Task item
Reproduce the entries. Match every word.

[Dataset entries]
//! Native window factory.
//!
//! This module creates host top-level windows and tracks the state the
//! embedding bridge relies on.
//!
//! ```
//! use horizon_graft::backend::HeadlessHost;
//! use horizon_graft::window::{create_native_window, WindowState};
//! use horizon_graft::HostSize;
//!
//! let mut host = HeadlessHost::new();
//! let window = create_native_window(&mut host, "Demo", 800, 600)?;
//!
//! assert_eq!(window.content_size(), HostSize::new(800, 600));
//! assert_eq!(window.state(), WindowState::Created);
//! # Ok::<(), horizon_graft::GraftError>(())
//! ```
//!
//! Windows are created through a [`HostPlatform`]. Use
//! [`WinitHost`](crate::backend::WinitHost) in an application and
//! [`HeadlessHost`](crate::backend::HeadlessHost) in tests.

mod host;
mod native_window;
mod window_config;

pub use host::{HostError, HostPlatform, HostWindow};
pub use native_window::{NativeWindow, NativeWindowId, WindowState, create_native_window};
pub use window_config::WindowConfig;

Task response
//! Native window factory.
//!
//! This module creates host top-level windows and tracks the state the
//! embedding bridge relies on.
//!
//! ```
//! use horizon_graft::backend::HeadlessHost;
//! use horizon_graft::window::{create_native_window, WindowState};
//! use horizon_graft::HostSize;
//!
//! let mut host = HeadlessHost::new();
//! let window = create_native_window(&mut host, "Demo", 800, 600)?;
//!
//! assert_eq!(window.content_size(), HostSize::new(800, 600));
//! assert_eq!(window.state(), WindowState::Created);
//! # Ok::<(), horizon_graft::GraftError>(())
//! ```
//!
//! Windows are created through a [`HostPlatform`]. Use
//! [`WinitHost`](crate::backend::WinitHost) in an application and
//! [`HeadlessHost`](crate::backend::HeadlessHost) in tests.

mod host;
mod native_window;
mod window_config;

pub use host::{HostError, HostPlatform, HostWindow};
pub use native_window::{NativeWindow, NativeWindowId, WindowState, create_native_window};
pub use window_config::WindowConfig;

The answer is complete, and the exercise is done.